There are limited data related to acute severe hypertension in children and adolescents. Most data are based on adult studies. Oral treatment should be considered if the patient can use oral medication and life-threatening complications are absent. Intravenous agents should be considered if oral intake is not possible and the patient’s clinical status is not stable or severe complications are present (such as congestive heart failure). The planned reduction in blood pressure should be calculated and 25% of this target should be achieved in the first 8 hours; the remainder should be achieved in 12–24 hours. In the short-term, the 95^th percentile values should be targeted (1, 2, 33).

8. Hypertension and sports

Children should be encouraged to actively participate in sports and to increase physical activity. Permission for participation can be given after blood pressure is controlled with appropriate antihypertensive drugs if the patient wishes to participate in competitive sports and if LVH is present. If the patient is going to participate in static sports (e.g. weight lifting, boxing), blood pressure should be controlled in advance even if end-organ damage is absent (2).

9. Prevention of hypertension

It is known that hypertension in childhood and adolescence persists in adulthood. Children who carry risk epidemiologically should be determined. In particular, the presence of family members with a diagnosis of hypertension, overweight and obesity, high-sodium diets, consumption of unhealthy foods, reduced consumption of vegetables and fruit, inactive lifestyle, and other risk factors should be considered. Even if familial history cannot be modified, it is possible to increase physical activity and initiate a DASH-type diet (e.g. rich in vegetables and fruit, foods containing whole grain and low-fat meat and milk products, diet poor in saturated fat and sugar) (1, 2). Walking for 60 minutes daily is important in controlling blood pressure. Sleep hours should be regulated and avoidance of smoking should be supported. Daily salt intake should be restricted to less than 3 g (2). These preventive strategies should constitute the primary step in fighting childhood and adolescence hypertension.

Appendix 1.

Significant updates in hypertension guidelines

1. New percentile tables for normal blood pressure have been established with individuals with normal body weight.

2. A screening table appropriate for use by primary care physicians has been established.
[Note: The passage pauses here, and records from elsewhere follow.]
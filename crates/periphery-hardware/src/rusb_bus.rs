//! libusb-backed device enumeration.
//!
//! [`RusbBus`] reads the descriptor tree of every attached device through
//! `rusb`. libusb calls block, so each enumeration runs on Tokio's blocking
//! pool and is bounded by a timeout.
//!
//! # Initialization
//!
//! A libusb context cannot be created on hosts without a usable USB stack
//! (missing `/dev/bus/usb`, unsupported kernel, container without device
//! access). [`RusbBus::connect`] retries context creation with a fixed
//! backoff and gives up with [`HardwareError::SubsystemUnavailable`] once the
//! attempts are exhausted.

use std::fmt::Display;
use std::future::Future;
use std::time::Duration;

use rusb::UsbContext;
use tracing::{debug, info, warn};

use crate::error::{HardwareError, Result};
use crate::traits::UsbBus;
use crate::types::{
    AltSetting, ConfigDescriptor, EndpointDescriptor, EndpointDirection, InterfaceDescriptor,
    TransferType, UsbDeviceDescriptor,
};

/// Retry policy for USB subsystem initialization.
#[derive(Debug, Clone, Copy, PartialEq, Eq)]
pub struct InitRetry {
    /// Pause between two attempts.
    pub delay: Duration,

    /// Total attempts, including the first one. Zero is treated as one.
    pub max_attempts: u32,
}

/// Run `init` until it succeeds or `retry.max_attempts` attempts failed.
///
/// # Errors
///
/// Returns `HardwareError::SubsystemUnavailable` carrying the last failure.
pub async fn init_with_retry<T, E, F, Fut>(retry: InitRetry, mut init: F) -> Result<T>
where
    E: Display,
    F: FnMut() -> Fut,
    Fut: Future<Output = std::result::Result<T, E>>,
{
    let attempts = retry.max_attempts.max(1);
    let mut last_error = String::new();

    for attempt in 1..=attempts {
        match init().await {
            Ok(value) => {
                if attempt > 1 {
                    info!(attempt, "USB subsystem initialized after retry");
                }
                return Ok(value);
            }
            Err(e) => {
                last_error = e.to_string();
                warn!(
                    attempt,
                    max_attempts = attempts,
                    "USB subsystem initialization failed: {}",
                    last_error
                );
            }
        }

        if attempt < attempts {
            tokio::time::sleep(retry.delay).await;
        }
    }

    Err(HardwareError::subsystem_unavailable(attempts, last_error))
}

/// USB bus backed by a libusb context.
#[derive(Debug)]
pub struct RusbBus {
    context: rusb::Context,
    timeout: Duration,
}

impl RusbBus {
    /// Create the libusb context, retrying per `retry`.
    ///
    /// # Errors
    ///
    /// Returns `HardwareError::SubsystemUnavailable` when every attempt fails.
    pub async fn connect(retry: InitRetry, timeout: Duration) -> Result<Self> {
        let context = init_with_retry(retry, || async {
            tokio::task::spawn_blocking(rusb::Context::new)
                .await
                .map_err(|e| e.to_string())?
                .map_err(|e| e.to_string())
        })
        .await?;

        debug!(timeout_ms = timeout.as_millis() as u64, "USB context ready");
        Ok(Self { context, timeout })
    }
}

impl UsbBus for RusbBus {
    async fn enumerate(&self) -> Result<Vec<UsbDeviceDescriptor>> {
        let context = self.context.clone();
        let task = tokio::task::spawn_blocking(move || read_descriptors(&context));

        match tokio::time::timeout(self.timeout, task).await {
            Ok(Ok(result)) => result,
            Ok(Err(e)) => Err(HardwareError::enumeration(format!(
                "enumeration task failed: {e}"
            ))),
            Err(_) => Err(HardwareError::timeout(
                "USB enumeration",
                self.timeout.as_millis() as u64,
            )),
        }
    }
}

fn read_descriptors<T: UsbContext>(context: &T) -> Result<Vec<UsbDeviceDescriptor>> {
    let devices = context
        .devices()
        .map_err(|e| HardwareError::enumeration(e.to_string()))?;

    let mut descriptors = Vec::with_capacity(devices.len());
    for device in devices.iter() {
        match describe(&device) {
            Ok(descriptor) => descriptors.push(descriptor),
            Err(e) => warn!(
                bus = device.bus_number(),
                address = device.address(),
                "Skipping device with unreadable descriptors: {}",
                e
            ),
        }
    }

    Ok(descriptors)
}

fn describe<T: UsbContext>(device: &rusb::Device<T>) -> rusb::Result<UsbDeviceDescriptor> {
    let device_desc = device.device_descriptor()?;

    let mut descriptor = UsbDeviceDescriptor::new(
        device.bus_number(),
        device.address(),
        device_desc.vendor_id(),
        device_desc.product_id(),
    )
    .with_device_class(
        device_desc.class_code(),
        device_desc.sub_class_code(),
        device_desc.protocol_code(),
    );

    for index in 0..device_desc.num_configurations() {
        let config = device.config_descriptor(index)?;
        let mut configuration = ConfigDescriptor::new(config.number());

        for interface in config.interfaces() {
            let mut iface = InterfaceDescriptor::new(interface.number());
            for alt in interface.descriptors() {
                let mut setting = AltSetting::new(
                    alt.setting_number(),
                    alt.class_code(),
                    alt.sub_class_code(),
                    alt.protocol_code(),
                );
                for endpoint in alt.endpoint_descriptors() {
                    setting = setting.with_endpoint(EndpointDescriptor {
                        address: endpoint.address(),
                        direction: match endpoint.direction() {
                            rusb::Direction::In => EndpointDirection::In,
                            rusb::Direction::Out => EndpointDirection::Out,
                        },
                        transfer_type: match endpoint.transfer_type() {
                            rusb::TransferType::Control => TransferType::Control,
                            rusb::TransferType::Isochronous => TransferType::Isochronous,
                            rusb::TransferType::Bulk => TransferType::Bulk,
                            rusb::TransferType::Interrupt => TransferType::Interrupt,
                        },
                        max_packet_size: endpoint.max_packet_size(),
                    });
                }
                iface = iface.with_alt_setting(setting);
            }
            configuration = configuration.with_interface(iface);
        }

        descriptor = descriptor.with_configuration(configuration);
    }

    Ok(descriptor)
}
//! USB peripheral discovery agent.
//!
//! This crate ties the hardware and network layers together: every cycle it
//! fetches the USB peripherals registered for the node, enumerates the
//! devices actually attached, and converges the registry onto what it sees.
//!
//! ```text
//!  RegistryApi::fetch_usb_peripherals ──┐
//!                                       ├──► reconcile ──► Vec<Operation> ──► RegistryApi
//!  UsbBus::enumerate ──► Normalizer ────┘                  (create/update/delete)
//! ```

pub mod agent;
pub mod cli;
pub mod config;
pub mod error;
pub mod reconcile;

pub use agent::{Agent, CycleReport};
pub use cli::Cli;
pub use config::{AgentConfig, resolve_api_base_url};
pub use error::CycleError;
pub use reconcile::{Operation, reconcile};
//! Mock host capabilities for testing and development.
//!
//! This module provides a scriptable USB bus and attribute source that can be
//! controlled programmatically without requiring physical hardware or udev.

pub mod attributes;
pub mod bus;

// Re-export commonly used types
pub use attributes::MockAttributes;
pub use bus::{MockUsbBus, MockUsbBusHandle};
3. For individuals aged 13 years and above, the American Heart Association and American College of Cardiology guideline normal values have been recommended.

4. Blood pressure classification has been updated, and specific recommendations have been made by classification.

5. The place of ambulatory blood pressure measurement in the diagnosis and treatment of hypertension, has been expanded.

6. Detailed assessment for secondary causes is not recommended, if the child is aged six years and above, accompanying obesity/overweight and familial history of hypertension are present, and physical examination and history suggesting secondary causes are absent.

7. Electrocardiography is not recommended for the evaluation of left ventricular hypertrophy.

8. Echocardiography is recommended for the evaluation of target organ damage.

9. In children aged eight years and above, renal doppler ultrasonography to be performed by an experienced radiologist, is recommended, if renal artery stenosis is considered. Diuretic renal scintigraphy is not recommended in children.

10. The target blood pressure is <90th percentile of the systolic and diastolic blood pressure or below 120/80 mmHg.

11. Life-style modifications including healthy diet, limitation of salt intake and exercise, should be recommended to all children.

12. If hypertension persists despite life-style modifications, pharmacologic treatment is recommended

• in presence of target organ damage such as left ventricular hypertrophy

• in presence of symptomatic hypertension or stage 2 hypertension in the absence of modifiable factors (such as obesity).

13. First-line therapy should include a single drug at the minimum dose. Angiotensin converting enzyme inhibitors, ARBs, calcium channel blockers or diuretics may be used.